Jakarta – Pelabuhan-pelabuhan perikanan di Indonesia hampir selalu identik dengan kesan kumuh, kotor, dengan bau amis. Kondisi inilah yang coba perlahan diubah oleh Kementerian Kelautan dan Perikanan (KKP).
Direktur Jenderal Perikanan Tangkap KKP, Sjarief Wijaya, mengatakan buruknya fasilitas dan kebersihan pelabuhan nelayan ini tentu berimbas pada turunnya kualitas dan harga ikan.
Sjarief membandingkan dengan pelabuhan-pelabuhan ikan di negara maju yang saking higienisnya, ikan dari tangkapan nelayan di pelabuhan bisa langsung dimakan mentah tanpa perlu dimasak.
“Saya selalu buat ujian ke kepala pelabuhan, bagaimana caranya makan ikan dari lantai pelabuhan?
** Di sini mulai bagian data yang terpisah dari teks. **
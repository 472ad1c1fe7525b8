//! Lab runtime for deterministic execution.
//!
//! Tasks are polled one per step in the order they were woken. There is no
//! randomness and no wall clock, so the same program always produces the
//! same interleaving.

use std::cell::RefCell;
use std::collections::{HashSet, VecDeque};
use std::fmt;
use std::future::Future;
use std::pin::Pin;
use std::rc::Rc;
use std::sync::{Arc, Mutex, PoisonError};
use std::task::{Context, Poll, Wake, Waker};

use super::config::LabConfig;

type LocalTask<'a> = Pin<Box<dyn Future<Output = ()> + 'a>>;

/// Ready queue shared with task wakers.
#[derive(Debug, Default)]
struct ReadyQueue {
    order: VecDeque<usize>,
    queued: HashSet<usize>,
}

impl ReadyQueue {
    fn schedule(&mut self, task: usize) {
        if self.queued.insert(task) {
            self.order.push_back(task);
        }
    }

    fn pop(&mut self) -> Option<usize> {
        let task = self.order.pop_front()?;
        self.queued.remove(&task);
        Some(task)
    }
}

struct TaskWaker {
    task: usize,
    ready: Arc<Mutex<ReadyQueue>>,
}

impl Wake for TaskWaker {
    fn wake(self: Arc<Self>) {
        self.wake_by_ref();
    }

    fn wake_by_ref(self: &Arc<Self>) {
        self.ready
            .lock()
            .unwrap_or_else(PoisonError::into_inner)
            .schedule(self.task);
    }
}

/// The deterministic lab runtime.
///
/// Spawned futures may borrow anything that outlives the runtime, so tests
/// can share primitives by reference without `Rc` or `'static` bounds.
///
/// # Example
///
/// ```
/// use coopsync::Notify;
/// use coopsync::lab::{LabConfig, LabRuntime};
///
/// let notify = Notify::new();
/// let mut lab = LabRuntime::new(LabConfig::default());
/// let waiter = lab.spawn(async { notify.notified().await.is_ok() });
/// lab.run_until_quiescent();
/// assert!(!waiter.is_finished());
///
/// notify.notify_all();
/// lab.run_until_quiescent();
/// assert_eq!(waiter.take(), Some(true));
/// ```
pub struct LabRuntime<'a> {
    config: LabConfig,
    /// Spawned tasks; `None` once complete.
    tasks: Vec<Option<LocalTask<'a>>>,
    ready: Arc<Mutex<ReadyQueue>>,
    /// Number of steps executed.
    steps: u64,
}

impl<'a> LabRuntime<'a> {
    /// Creates a new lab runtime with the given configuration.
    #[must_use]
    pub fn new(config: LabConfig) -> Self {
        Self {
            config,
            tasks: Vec::new(),
            ready: Arc::new(Mutex::new(ReadyQueue::default())),
            steps: 0,
        }
    }

    /// Returns the number of steps executed.
    #[must_use]
    pub const fn steps(&self) -> u64 {
        self.steps
    }

    /// Returns a reference to the configuration.
    #[must_use]
    pub const fn config(&self) -> &LabConfig {
        &self.config
    }

    /// Returns the number of spawned tasks that have not completed.
    #[must_use]
    pub fn pending_tasks(&self) -> usize {
        self.tasks.iter().filter(|task| task.is_some()).count()
    }

    /// Returns true if no task is ready to run.
    #[must_use]
    pub fn is_quiescent(&self) -> bool {
        self.ready_queue().order.is_empty()
    }

    /// Spawns a task. It first runs on the next step that reaches it.
    pub fn spawn<F>(&mut self, future: F) -> JoinHandle<F::Output>
    where
        F: Future + 'a,
        F::Output: 'a,
    {
        let slot = Rc::new(RefCell::new(None));
        let output = Rc::clone(&slot);
        let task = self.tasks.len();
        self.tasks.push(Some(Box::pin(async move {
            let value = future.await;
            *output.borrow_mut() = Some(value);
        })));
        self.ready_queue().schedule(task);
        tracing::trace!(task, "lab task spawned");
        JoinHandle { task, slot }
    }

    /// Runs until no task is ready or the step limit is reached.
    ///
    /// Returns the number of steps executed.
    pub fn run_until_quiescent(&mut self) -> u64 {
        let start_steps = self.steps;

        while !self.is_quiescent() {
            if let Some(max) = self.config.max_steps {
                if self.steps >= max {
                    tracing::warn!(max_steps = max, "lab step limit reached");
                    break;
                }
            }
            self.step();
        }

        let blocked = self.pending_tasks();
        if blocked > 0 && self.is_quiescent() {
            tracing::debug!(blocked, "lab quiescent with blocked tasks");
            assert!(
                !self.config.panic_on_stall,
                "lab stalled with {blocked} blocked task(s)"
            );
        }
        self.steps - start_steps
    }

    /// Drives `future` to completion, running other spawned tasks as needed.
    ///
    /// # Panics
    ///
    /// Panics if every task blocks before `future` completes.
    pub fn block_on<F>(&mut self, future: F) -> F::Output
    where
        F: Future + 'a,
        F::Output: 'a,
    {
        let handle = self.spawn(future);
        loop {
            if let Some(value) = handle.take() {
                return value;
            }
            if self.is_quiescent() {
                panic!("block_on future stalled with no runnable tasks");
            }
            self.step();
        }
    }

    /// Executes a single step: polls the next ready task.
    fn step(&mut self) {
        let Some(task) = self.ready_queue().pop() else {
            return;
        };
        self.steps += 1;

        let Some(mut future) = self.tasks.get_mut(task).and_then(Option::take) else {
            return;
        };
        let waker = Waker::from(Arc::new(TaskWaker {
            task,
            ready: Arc::clone(&self.ready),
        }));
        let mut cx = Context::from_waker(&waker);
        match future.as_mut().poll(&mut cx) {
            Poll::Ready(()) => tracing::trace!(task, step = self.steps, "lab task completed"),
            Poll::Pending => self.tasks[task] = Some(future),
        }
    }

    fn ready_queue(&self) -> std::sync::MutexGuard<'_, ReadyQueue> {
        self.ready.lock().unwrap_or_else(PoisonError::into_inner)
    }
}

impl fmt::Debug for LabRuntime<'_> {
    fn fmt(&self, f: &mut fmt::Formatter<'_>) -> fmt::Result {
        f.debug_struct("LabRuntime")
            .field("config", &self.config)
            .field("pending_tasks", &self.pending_tasks())
            .field("steps", &self.steps)
            .finish_non_exhaustive()
    }
}

/// Handle to the output of a task spawned on a [`LabRuntime`].
#[derive(Debug)]
pub struct JoinHandle<T> {
    task: usize,
    slot: Rc<RefCell<Option<T>>>,
}

impl<T> JoinHandle<T> {
    /// Returns the task's index in spawn order.
    #[must_use]
    pub const fn task(&self) -> usize {
        self.task
    }

    /// Returns true once the task has produced its output and it has not
    /// been taken.
    #[must_use]
    pub fn is_finished(&self) -> bool {
        self.slot.borrow().is_some()
    }

    /// Takes the task's output if it has completed.
    pub fn take(&self) -> Option<T> {
        self.slot.borrow_mut().take()
    }
}

#[cfg(test)]
mod tests {
    use super::*;
    use crate::lab::yield_now;

    #[test]
    fn empty_runtime_is_quiescent() {
        let mut runtime = LabRuntime::new(LabConfig::default());
        assert!(runtime.is_quiescent());
        assert_eq!(runtime.run_until_quiescent(), 0);
    }

    #[test]
    fn tasks_interleave_in_wake_order() {
        let log = RefCell::new(Vec::new());
        let mut runtime = LabRuntime::new(LabConfig::default());
        for id in 0..3 {
            let log = &log;
            runtime.spawn(async move {
                log.borrow_mut().push((id, 0));
                yield_now().await;
                log.borrow_mut().push((id, 1));
            });
        }
        let steps = runtime.run_until_quiescent();
        assert_eq!(steps, 6);
        assert_eq!(
            *log.borrow(),
            [(0, 0), (1, 0), (2, 0), (0, 1), (1, 1), (2, 1)]
        );
        assert_eq!(runtime.pending_tasks(), 0);
    }

    #[test]
    fn block_on_returns_output() {
        let mut runtime = LabRuntime::new(LabConfig::default());
        let value = runtime.block_on(async {
            yield_now().await;
            7
        });
        assert_eq!(value, 7);
    }

    #[test]
    fn step_limit_stops_run() {
        let mut runtime = LabRuntime::new(LabConfig::new().max_steps(5));
        runtime.spawn(async {
            for _ in 0..1_000 {
                yield_now().await;
            }
        });
        assert_eq!(runtime.run_until_quiescent(), 5);
        assert_eq!(runtime.pending_tasks(), 1);
    }

    #[test]
    #[should_panic(expected = "lab stalled")]
    fn stall_panics_when_configured() {
        let notify = crate::Notify::new();
        let mut runtime = LabRuntime::new(LabConfig::new().panic_on_stall(true));
        runtime.spawn(async {
            let _ = notify.notified().await;
        });
        runtime.run_until_quiescent();
    }
}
Kalau enggak sanggup makan ya bagaimana itu harus dibuat bersih. Di negara-negara maju lumrah ikan dimakan mentah, kalau kita makan ikan mentah bagaimana kalau lantainya begitu (kotor),” ucapnya di kantor KKP, Jakarta, Rabu (26/4).
Dari data KKP, saat ini ada 816 pelabuhan perikanan yang ada di Indonesia yang meliputi dari skala paling besar yakni 7 pelabuhan perikanan samudra, kemudian 17 pelabuhan perikanan nusantara, 32 pelabuhan perikanan pantai, 12 pangkalan pendaratan ikan, 2 pelabuhan perikanan swasta, dan 746 pelabuhan belum memiliki kelas.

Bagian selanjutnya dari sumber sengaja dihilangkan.